The Miami Herald
Mon, Mar. 01, 2004
 
Shock and grief are shared by many in capital

Shock, anger, shooting, looting and then a measure of calm hit Port-au-Prince after radio confirms that Aristide had resigned.

BY NANCY SAN MARTIN

PORT-AU-PRINCE -- Former Miami pastor the Rev. Gerard Jean-Juste got the news on a cellphone call after he had finished his Sunday sermon at the Sainte Claire Catholic Church.

His jaw dropped and his eyes turned glassy.

''I can't believe it. I never thought Tidid would leave,'' he finally said, using an affectionate nickname for President Jean-Bertrand Aristide, the friend and former priest who had just resigned and fled Haiti to end a rebellion.

His shock and grief were shared by many of the capital's residents. Other Aristide supporters, angry, shot wildly into crowds throughout the morning while still others looted banks and supermarkets.

Then the rebels arrived in the capital and, working with armed National Police special forces units, restored a measure of calm to a capital that had just seen Haiti's 33rd violent change in the National Palace in 200 years of independence.

Rumors of Aristide's resignation had begun to spread shortly after midnight Sunday. By daybreak, Aristide supporters had thrown up dozens of barricades all over the city, though its two million people remained relatively calm.

Then just after 7:30 a.m. radio announcers broadcast the official news: ``President Aristide has left the country.''

Within seconds, angry Aristide supporters surrounded the presidential palace. Women wept, holding their arms out in disbelief at the loss of the former priest who had promised that if he couldn't pull Haitians out of their abject poverty, at least he would return their dignity.

Men and teenagers brandishing shotguns, handguns and rifles shot in the air, at motorists, at journalists and into buildings where many scrambled for cover. Children without guns threw rocks.

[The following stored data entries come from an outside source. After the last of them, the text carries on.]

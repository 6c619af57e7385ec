//! # SSH certificates
//!
//! Signs OpenSSH user and host certificates with the authority's key. The
//! key service signs the certificate body through [`SshCaSigner`], which pins
//! the signature algorithm the certificate declares.

use std::collections::BTreeMap;

use rsa::signature;
use ssh_key::certificate::{Builder, CertType};
use ssh_key::public::KeyData;
use ssh_key::rand_core::{OsRng, RngCore};
use ssh_key::{Algorithm, Certificate, PublicKey};
use time::OffsetDateTime;

use crate::error::{CloudPkiError, Result};
use crate::policy::parse_timestamp;
use crate::profile::{Constraints, SshCertificateKind, SshProfile};
use crate::signer::{SignatureAlgorithm, Signer};

/// `valid_before` of a certificate that never expires.
///
/// The largest timestamp `ssh-key` accepts; OpenSSH reads anything this far
/// out as no expiry.
pub const NEVER_EXPIRES: u64 = i64::MAX as u64;

/// What to certify and how.
#[derive(Clone, Debug)]
pub struct SshCertificateRequest {
    pub public_key: PublicKey,
    pub kind: SshCertificateKind,
    pub key_id: String,
    pub principals: Vec<String>,
    pub critical_options: BTreeMap<String, String>,
    pub extensions: BTreeMap<String, String>,
    pub valid_after: u64,
    pub valid_before: u64,
}

impl SshCertificateRequest {
    /// Parses an authorized-keys line.
    pub fn parse_public_key(line: &str) -> Result<PublicKey> {
        PublicKey::from_openssh(line.trim())
            .map_err(|e| CloudPkiError::InvalidInput(format!("SSH public key: {e}")))
    }

    pub fn from_profile(
        public_key: PublicKey,
        profile: &SshProfile,
        constraints: Option<&Constraints>,
    ) -> Result<Self> {
        Self::from_profile_at(public_key, profile, constraints, OffsetDateTime::now_utc())
    }

    /// Fills the request from the profile's `ssh` block.
    ///
    /// Without a `validity` the certificate is valid from the epoch on and
    /// never expires. `nbf`/`expires` in `constraints` override either bound.
    pub fn from_profile_at(
        public_key: PublicKey,
        profile: &SshProfile,
        constraints: Option<&Constraints>,
        now: OffsetDateTime,
    ) -> Result<Self> {
        let (mut valid_after, mut valid_before) = match profile.validity {
            Some(seconds) => {
                let start = unix_seconds(now)?;
                (start, start.saturating_add(seconds).min(NEVER_EXPIRES))
            }
            None => (0, NEVER_EXPIRES),
        };
        if let Some(constraints) = constraints {
            if let Some(start) = constraints.not_before.as_deref() {
                valid_after = unix_seconds(parse_timestamp(start)?)?;
            }
            if let Some(end) = constraints.expires.as_deref() {
                valid_before = unix_seconds(parse_timestamp(end)?)?.min(NEVER_EXPIRES);
            }
        }

        let key_id = profile
            .key_id
            .clone()
            .unwrap_or_else(|| public_key.comment().to_string());

        Ok(Self {
            public_key,
            kind: profile.kind,
            key_id,
            principals: profile.principals.clone(),
            critical_options: profile.critical_options.clone(),
            extensions: profile.extensions.clone(),
            valid_after,
            valid_before,
        })
    }
}

fn unix_seconds(at: OffsetDateTime) -> Result<u64> {
    u64::try_from(at.unix_timestamp())
        .map_err(|_| CloudPkiError::ConfigurationError(format!("{at} is before the Unix epoch")))
}

/// A certificate ready to be signed.
#[derive(Clone, Debug)]
pub struct SshCertificateTemplate {
    pub request: SshCertificateRequest,
    pub serial: u64,
}

impl SshCertificateTemplate {
    pub fn build(request: SshCertificateRequest) -> Result<Self> {
        if request.valid_after > request.valid_before {
            return Err(CloudPkiError::ConfigurationError(format!(
                "SSH validity starts ({}) after it ends ({})",
                request.valid_after, request.valid_before
            )));
        }
        Ok(Self {
            request,
            serial: OsRng.next_u64(),
        })
    }

    /// Signs the certificate with `signer` using `algorithm`.
    pub fn sign(&self, signer: &dyn Signer, algorithm: SignatureAlgorithm) -> Result<Certificate> {
        let ca = SshCaSigner::new(signer, algorithm)?;
        let request = &self.request;

        let mut builder = Builder::new_with_random_nonce(
            &mut OsRng,
            request.public_key.key_data().clone(),
            request.valid_after,
            request.valid_before,
        )?;
        builder.serial(self.serial)?;
        builder.key_id(&request.key_id)?;
        builder.cert_type(match request.kind {
            SshCertificateKind::User => CertType::User,
            SshCertificateKind::Host => CertType::Host,
        })?;
        if request.principals.is_empty() {
            builder.all_principals_valid()?;
        }
        for principal in &request.principals {
            builder.valid_principal(principal)?;
        }
        for (name, data) in &request.critical_options {
            builder.critical_option(name, data)?;
        }
        for (name, data) in &request.extensions {
            builder.extension(name, data)?;
        }
        builder.comment(request.public_key.comment())?;

        let certificate = builder.sign(&ca)?;
        tracing::info!(
            serial = self.serial,
            key_id = %request.key_id,
            principals = ?request.principals,
            "signed SSH certificate"
        );
        Ok(certificate)
    }
}

/// Adapts a [`Signer`] to the SSH signing interface with a fixed algorithm.
pub struct SshCaSigner<'a> {
    signer: &'a dyn Signer,
    algorithm: SignatureAlgorithm,
    key_data: KeyData,
}

impl<'a> SshCaSigner<'a> {
    pub fn new(signer: &'a dyn Signer, algorithm: SignatureAlgorithm) -> Result<Self> {
        algorithm.ssh_name()?;
        Ok(Self {
            signer,
            algorithm,
            key_data: signer.public_key().to_ssh_key_data()?,
        })
    }
}

impl signature::Signer<ssh_key::Signature> for SshCaSigner<'_> {
    fn try_sign(&self, msg: &[u8]) -> std::result::Result<ssh_key::Signature, signature::Error> {
        let hash = self
            .algorithm
            .ssh_hash()
            .map_err(signature::Error::from_source)?;
        let blob = self
            .signer
            .sign_with_algorithm(msg, self.algorithm)
            .map_err(signature::Error::from_source)?;
        ssh_key::Signature::new(Algorithm::Rsa { hash: Some(hash) }, blob)
            .map_err(signature::Error::from_source)
    }
}

impl<'a> From<&SshCaSigner<'a>> for KeyData {
    fn from(signer: &SshCaSigner<'a>) -> KeyData {
        signer.key_data.clone()
    }
}

/// Renders `"<cert-type> <base64>\n"`, the authorized-keys form without a comment.
pub fn marshal_certificate(certificate: &Certificate) -> Result<String> {
    let openssh = certificate.to_openssh()?;
    let mut fields = openssh.split_whitespace();
    match (fields.next(), fields.next()) {
        (Some(algorithm), Some(body)) => Ok(format!("{algorithm} {body}\n")),
        _ => Err(CloudPkiError::EncodingError(
            "malformed OpenSSH certificate encoding".to_string(),
        )),
    }
}

/// The authority's public key as an authorized-keys line.
pub fn authorized_key(signer: &dyn Signer) -> Result<String> {
    let key = PublicKey::from(signer.public_key().to_ssh_key_data()?);
    Ok(format!("{}\n", key.to_openssh()?))
}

Residents identified some of them as chimres, Aristide's notoriously rough and armed supporters. No one got close enough to ask them.

Hundreds of looters broke into any shops or businesses whose doors could be broken down and carried away everything they could. Then they burned many of the buildings.

LOYALTY QUESTIONED

Then came the rebels and police special forces -- a SWAT-like squad of 60 to 100 men whose loyalty to Aristide was first questioned last week. Together, they regained control of many of the streets.

Traveling in a convoy of pickups and SUVs, they swooped down from the hilltop upper-class Petionville suburb to the downtown district, stopping at nearly every block and shooting in the air to chase away looters.

''Run, run, run! Get out of here,'' police shouted at looters. Most dropped their goods and put their arms in the air. Others resisted and were assaulted with pipes, open hands or gun butts.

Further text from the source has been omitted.